Each record is to be duplicated exactly, with nothing added.

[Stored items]
---------------
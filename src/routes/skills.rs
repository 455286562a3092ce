/**
 * Skill Routes
 */
use axum::extract::State;
use serde::Deserialize;
use validator::Validate;

use crate::auth::AdminUser;
use crate::db::models::{NewSkill, Skill, SkillPatch};
use crate::error::{AppError, Result};
use crate::response::{ApiResponse, Pagination};
use crate::services::assets::delete_assets;
use crate::state::AppState;
use crate::store::SkillFilter;
use crate::validation::{
    asset_url, empty_string_as_none, parse_checked, skill_category, ListQuery, ObjectId, Payload,
    ValidatedJson, ValidatedQuery, TECH_NAME,
};

const DEFAULT_LIMIT: u32 = 50;

#[derive(Debug, Deserialize, Validate)]
#[serde(rename_all = "camelCase")]
pub struct CreateSkillRequest {
    #[serde(default)]
    #[validate(
        length(min = 2, max = 50, message = "Name must be 2-50 characters"),
        regex(path = *TECH_NAME, message = "Name contains invalid characters")
    )]
    pub name: String,

    #[serde(default)]
    #[validate(custom(function = "skill_category"))]
    pub category: String,

    #[serde(default)]
    #[validate(range(min = 1, max = 100, message = "Proficiency must be 1-100"))]
    pub proficiency: i32,

    #[serde(default, deserialize_with = "empty_string_as_none")]
    #[validate(custom(function = "asset_url"))]
    pub icon: Option<String>,

    #[serde(default, deserialize_with = "empty_string_as_none")]
    #[validate(length(max = 500, message = "Description must be under 500 characters"))]
    pub description: Option<String>,

    #[serde(default)]
    #[validate(range(min = 0, max = 50, message = "Years of experience must be 0-50"))]
    pub years_of_experience: Option<i32>,

    #[serde(default)]
    pub featured: Option<bool>,
}

impl Payload for CreateSkillRequest {}

#[derive(Debug, Deserialize, Validate)]
#[serde(rename_all = "camelCase")]
pub struct UpdateSkillRequest {
    #[validate(
        length(min = 2, max = 50, message = "Name must be 2-50 characters"),
        regex(path = *TECH_NAME, message = "Name contains invalid characters")
    )]
    pub name: Option<String>,

    #[validate(custom(function = "skill_category"))]
    pub category: Option<String>,

    #[validate(range(min = 1, max = 100, message = "Proficiency must be 1-100"))]
    pub proficiency: Option<i32>,

    #[serde(default, deserialize_with = "empty_string_as_none")]
    #[validate(custom(function = "asset_url"))]
    pub icon: Option<String>,

    #[serde(default, deserialize_with = "empty_string_as_none")]
    #[validate(length(max = 500, message = "Description must be under 500 characters"))]
    pub description: Option<String>,

    #[validate(range(min = 0, max = 50, message = "Years of experience must be 0-50"))]
    pub years_of_experience: Option<i32>,

    pub featured: Option<bool>,
}

impl Payload for UpdateSkillRequest {}

/// GET /skills
pub async fn list_skills(
    State(state): State<AppState>,
    ValidatedQuery(query): ValidatedQuery<ListQuery>,
) -> Result<ApiResponse<Vec<Skill>>> {
    let filter = SkillFilter {
        category: query.category.clone(),
        featured: query.featured,
    };
    let page = query.page_request(DEFAULT_LIMIT);

    let (skills, total) = state.store.list_skills(&filter, page).await?;
    Ok(ApiResponse::paginated(
        "Skills retrieved successfully",
        skills,
        Pagination::new(page.page, page.limit, total),
    ))
}

/// GET /skills/{id}
pub async fn get_skill(
    State(state): State<AppState>,
    ObjectId(id): ObjectId,
) -> Result<ApiResponse<Skill>> {
    let skill = state
        .store
        .find_skill(&id)
        .await?
        .ok_or_else(|| AppError::not_found("Skill"))?;
    Ok(ApiResponse::ok("Skill retrieved successfully", skill))
}

/// POST /skills
pub async fn create_skill(
    State(state): State<AppState>,
    _admin: AdminUser,
    ValidatedJson(body): ValidatedJson<CreateSkillRequest>,
) -> Result<ApiResponse<Skill>> {
    let skill = state
        .store
        .insert_skill(NewSkill {
            category: parse_checked(&body.category)?,
            name: body.name,
            proficiency: body.proficiency,
            icon: body.icon,
            description: body.description,
            years_of_experience: body.years_of_experience.unwrap_or(0),
            featured: body.featured.unwrap_or(false),
        })
        .await?;
    Ok(ApiResponse::created("Skill created successfully", skill))
}

/// PUT /skills/{id}
pub async fn update_skill(
    State(state): State<AppState>,
    _admin: AdminUser,
    ObjectId(id): ObjectId,
    ValidatedJson(body): ValidatedJson<UpdateSkillRequest>,
) -> Result<ApiResponse<Skill>> {
    let patch = SkillPatch {
        category: body.category.as_deref().map(parse_checked).transpose()?,
        name: body.name,
        proficiency: body.proficiency,
        icon: body.icon,
        description: body.description,
        years_of_experience: body.years_of_experience,
        featured: body.featured,
    };
    let skill = state
        .store
        .update_skill(&id, patch)
        .await?
        .ok_or_else(|| AppError::not_found("Skill"))?;
    Ok(ApiResponse::ok("Skill updated successfully", skill))
}

/// DELETE /skills/{id}
pub async fn delete_skill(
    State(state): State<AppState>,
    _admin: AdminUser,
    ObjectId(id): ObjectId,
) -> Result<ApiResponse<()>> {
    let skill = state
        .store
        .delete_skill(&id)
        .await?
        .ok_or_else(|| AppError::not_found("Skill"))?;
    delete_assets(&*state.assets, skill.icon.iter()).await;
    Ok(ApiResponse::message_only("Skill deleted successfully"))
}

#[cfg(test)]
mod tests {
    use super::*;
    use crate::test_util::{admin_token, app, call};
    use axum::http::{Method, StatusCode};
    use serde_json::json;

    #[tokio::test]
    async fn test_skill_lifecycle() {
        let state = AppState::for_tests();
        let app = app(&state);
        let token = admin_token(&state).await;
        let body = json!({ "name": "Rust", "category": "backend", "proficiency": 85 });

        let (status, created) =
            call(&app, Method::POST, "/api/v1/skills", Some(&token), Some(body.clone())).await;
        assert_eq!(status, StatusCode::CREATED);
        assert_eq!(created["data"]["yearsOfExperience"], 0);
        assert_eq!(created["data"]["featured"], false);

        let (status, _) = call(&app, Method::POST, "/api/v1/skills", Some(&token), Some(body)).await;
        assert_eq!(status, StatusCode::CONFLICT);

        let uri = format!("/api/v1/skills/{}", created["data"]["_id"].as_str().unwrap());
        let (status, updated) = call(
            &app,
            Method::PUT,
            &uri,
            Some(&token),
            Some(json!({ "proficiency": 90, "featured": true })),
        )
        .await;
        assert_eq!(status, StatusCode::OK);
        assert_eq!(updated["data"]["proficiency"], 90);
        assert_eq!(updated["data"]["name"], "Rust");

        let (status, list) = call(&app, Method::GET, "/api/v1/skills?featured=true", None, None).await;
        assert_eq!(status, StatusCode::OK);
        assert_eq!(list["pagination"]["limit"], 50);
        assert_eq!(list["pagination"]["total"], 1);

        let (status, _) = call(&app, Method::DELETE, &uri, Some(&token), None).await;
        assert_eq!(status, StatusCode::OK);
        let (status, _) = call(&app, Method::GET, &uri, None, None).await;
        assert_eq!(status, StatusCode::NOT_FOUND);
    }

    #[tokio::test]
    async fn test_proficiency_out_of_range() {
        let state = AppState::for_tests();
        let token = admin_token(&state).await;
        let (status, body) = call(
            &app(&state),
            Method::POST,
            "/api/v1/skills",
            Some(&token),
            Some(json!({ "name": "Go", "category": "backend", "proficiency": 150 })),
        )
        .await;
        assert_eq!(status, StatusCode::BAD_REQUEST);
        assert_eq!(body["message"], "Proficiency must be 1-100");
    }
}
---------------
**EXPECTED OUTPUT:**
filename src/routes/skills.rs
repository 455286562a3092ce
/**
 * Skill Routes
 */
use axum::extract::State;
use serde::Deserialize;
use validator::Validate;

use crate::auth::AdminUser;
use crate::db::models::{NewSkill, Skill, SkillPatch};
use crate::error::{AppError, Result};
use crate::response::{ApiResponse, Pagination};
use crate::services::assets::delete_assets;
use crate::state::AppState;
use crate::store::SkillFilter;
use crate::validation::{
    asset_url, empty_string_as_none, parse_checked, skill_category, ListQuery, ObjectId, Payload,
    ValidatedJson, ValidatedQuery, TECH_NAME,
};

const DEFAULT_LIMIT: u32 = 50;

#[derive(Debug, Deserialize, Validate)]
#[serde(rename_all = "camelCase")]
pub struct CreateSkillRequest {
    #[serde(default)]
    #[validate(
        length(min = 2, max = 50, message = "Name must be 2-50 characters"),
        regex(path = *TECH_NAME, message = "Name contains invalid characters")
    )]
    pub name: String,

    #[serde(default)]
    #[validate(custom(function = "skill_category"))]
    pub category: String,

    #[serde(default)]
    #[validate(range(min = 1, max = 100, message = "Proficiency must be 1-100"))]
    pub proficiency: i32,

    #[serde(default, deserialize_with = "empty_string_as_none")]
    #[validate(custom(function = "asset_url"))]
    pub icon: Option<String>,

    #[serde(default, deserialize_with = "empty_string_as_none")]
    #[validate(length(max = 500, message = "Description must be under 500 characters"))]
    pub description: Option<String>,

    #[serde(default)]
    #[validate(range(min = 0, max = 50, message = "Years of experience must be 0-50"))]
    pub years_of_experience: Option<i32>,

    #[serde(default)]
    pub featured: Option<bool>,
}

impl Payload for CreateSkillRequest {}

#[derive(Debug, Deserialize, Validate)]
#[serde(rename_all = "camelCase")]
pub struct UpdateSkillRequest {
    #[validate(
        length(min = 2, max = 50, message = "Name must be 2-50 characters"),
        regex(path = *TECH_NAME, message = "Name contains invalid characters")
    )]
    pub name: Option<String>,

    #[validate(custom(function = "skill_category"))]
    pub category: Option<String>,

    #[validate(range(min = 1, max = 100, message = "Proficiency must be 1-100"))]
    pub proficiency: Option<i32>,

    #[serde(default, deserialize_with = "empty_string_as_none")]
    #[validate(custom(function = "asset_url"))]
    pub icon: Option<String>,

    #[serde(default, deserialize_with = "empty_string_as_none")]
    #[validate(length(max = 500, message = "Description must be under 500 characters"))]
    pub description: Option<String>,

    #[validate(range(min = 0, max = 50, message = "Years of experience must be 0-50"))]
    pub years_of_experience: Option<i32>,

    pub featured: Option<bool>,
}

impl Payload for UpdateSkillRequest {}

/// GET /skills
pub async fn list_skills(
    State(state): State<AppState>,
    ValidatedQuery(query): ValidatedQuery<ListQuery>,
) -> Result<ApiResponse<Vec<Skill>>> {
    let filter = SkillFilter {
        category: query.category.clone(),
        featured: query.featured,
    };
    let page = query.page_request(DEFAULT_LIMIT);

    let (skills, total) = state.store.list_skills(&filter, page).await?;
    Ok(ApiResponse::paginated(
        "Skills retrieved successfully",
        skills,
        Pagination::new(page.page, page.limit, total),
    ))
}

/// GET /skills/{id}
pub async fn get_skill(
    State(state): State<AppState>,
    ObjectId(id): ObjectId,
) -> Result<ApiResponse<Skill>> {
    let skill = state
        .store
        .find_skill(&id)
        .await?
        .ok_or_else(|| AppError::not_found("Skill"))?;
    Ok(ApiResponse::ok("Skill retrieved successfully", skill))
}

/// POST /skills
pub async fn create_skill(
    State(state): State<AppState>,
    _admin: AdminUser,
    ValidatedJson(body): ValidatedJson<CreateSkillRequest>,
) -> Result<ApiResponse<Skill>> {
    let skill = state
        .store
        .insert_skill(NewSkill {
            category: parse_checked(&body.category)?,
            name: body.name,
            proficiency: body.proficiency,
            icon: body.icon,
            description: body.description,
            years_of_experience: body.years_of_experience.unwrap_or(0),
            featured: body.featured.unwrap_or(false),
        })
        .await?;
    Ok(ApiResponse::created("Skill created successfully", skill))
}

/// PUT /skills/{id}
pub async fn update_skill(
    State(state): State<AppState>,
    _admin: AdminUser,
    ObjectId(id): ObjectId,
    ValidatedJson(body): ValidatedJson<UpdateSkillRequest>,
) -> Result<ApiResponse<Skill>> {
    let patch = SkillPatch {
        category: body.category.as_deref().map(parse_checked).transpose()?,
        name: body.name,
        proficiency: body.proficiency,
        icon: body.icon,
        description: body.description,
        years_of_experience: body.years_of_experience,
        featured: body.featured,
    };
    let skill = state
        .store
        .update_skill(&id, patch)
        .await?
        .ok_or_else(|| AppError::not_found("Skill"))?;
    Ok(ApiResponse::ok("Skill updated successfully", skill))
}

/// DELETE /skills/{id}
pub async fn delete_skill(
    State(state): State<AppState>,
    _admin: AdminUser,
    ObjectId(id): ObjectId,
) -> Result<ApiResponse<()>> {
    let skill = state
        .store
        .delete_skill(&id)
        .await?
        .ok_or_else(|| AppError::not_found("Skill"))?;
    delete_assets(&*state.assets, skill.icon.iter()).await;
    Ok(ApiResponse::message_only("Skill deleted successfully"))
}

#[cfg(test)]
mod tests {
    use super::*;
    use crate::test_util::{admin_token, app, call};
    use axum::http::{Method, StatusCode};
    use serde_json::json;

    #[tokio::test]
    async fn test_skill_lifecycle() {
        let state = AppState::for_tests();
        let app = app(&state);
        let token = admin_token(&state).await;
        let body = json!({ "name": "Rust", "category": "backend", "proficiency": 85 });

        let (status, created) =
            call(&app, Method::POST, "/api/v1/skills", Some(&token), Some(body.clone())).await;
        assert_eq!(status, StatusCode::CREATED);
        assert_eq!(created["data"]["yearsOfExperience"], 0);
        assert_eq!(created["data"]["featured"], false);

        let (status, _) = call(&app, Method::POST, "/api/v1/skills", Some(&token), Some(body)).await;
        assert_eq!(status, StatusCode::CONFLICT);

        let uri = format!("/api/v1/skills/{}", created["data"]["_id"].as_str().unwrap());
        let (status, updated) = call(
            &app,
            Method::PUT,
            &uri,
            Some(&token),
            Some(json!({ "proficiency": 90, "featured": true })),
        )
        .await;
        assert_eq!(status, StatusCode::OK);
        assert_eq!(updated["data"]["proficiency"], 90);
        assert_eq!(updated["data"]["name"], "Rust");

        let (status, list) = call(&app, Method::GET, "/api/v1/skills?featured=true", None, None).await;
        assert_eq!(status, StatusCode::OK);
        assert_eq!(list["pagination"]["limit"], 50);
        assert_eq!(list["pagination"]["total"], 1);

        let (status, _) = call(&app, Method::DELETE, &uri, Some(&token), None).await;
        assert_eq!(status, StatusCode::OK);
        let (status, _) = call(&app, Method::GET, &uri, None, None).await;
        assert_eq!(status, StatusCode::NOT_FOUND);
    }

    #[tokio::test]
    async fn test_proficiency_out_of_range() {
        let state = AppState::for_tests();
        let token = admin_token(&state).await;
        let (status, body) = call(
            &app(&state),
            Method::POST,
            "/api/v1/skills",
            Some(&token),
            Some(json!({ "name": "Go", "category": "backend", "proficiency": 150 })),
        )
        .await;
        assert_eq!(status, StatusCode::BAD_REQUEST);
        assert_eq!(body["message"], "Proficiency must be 1-100");
    }
}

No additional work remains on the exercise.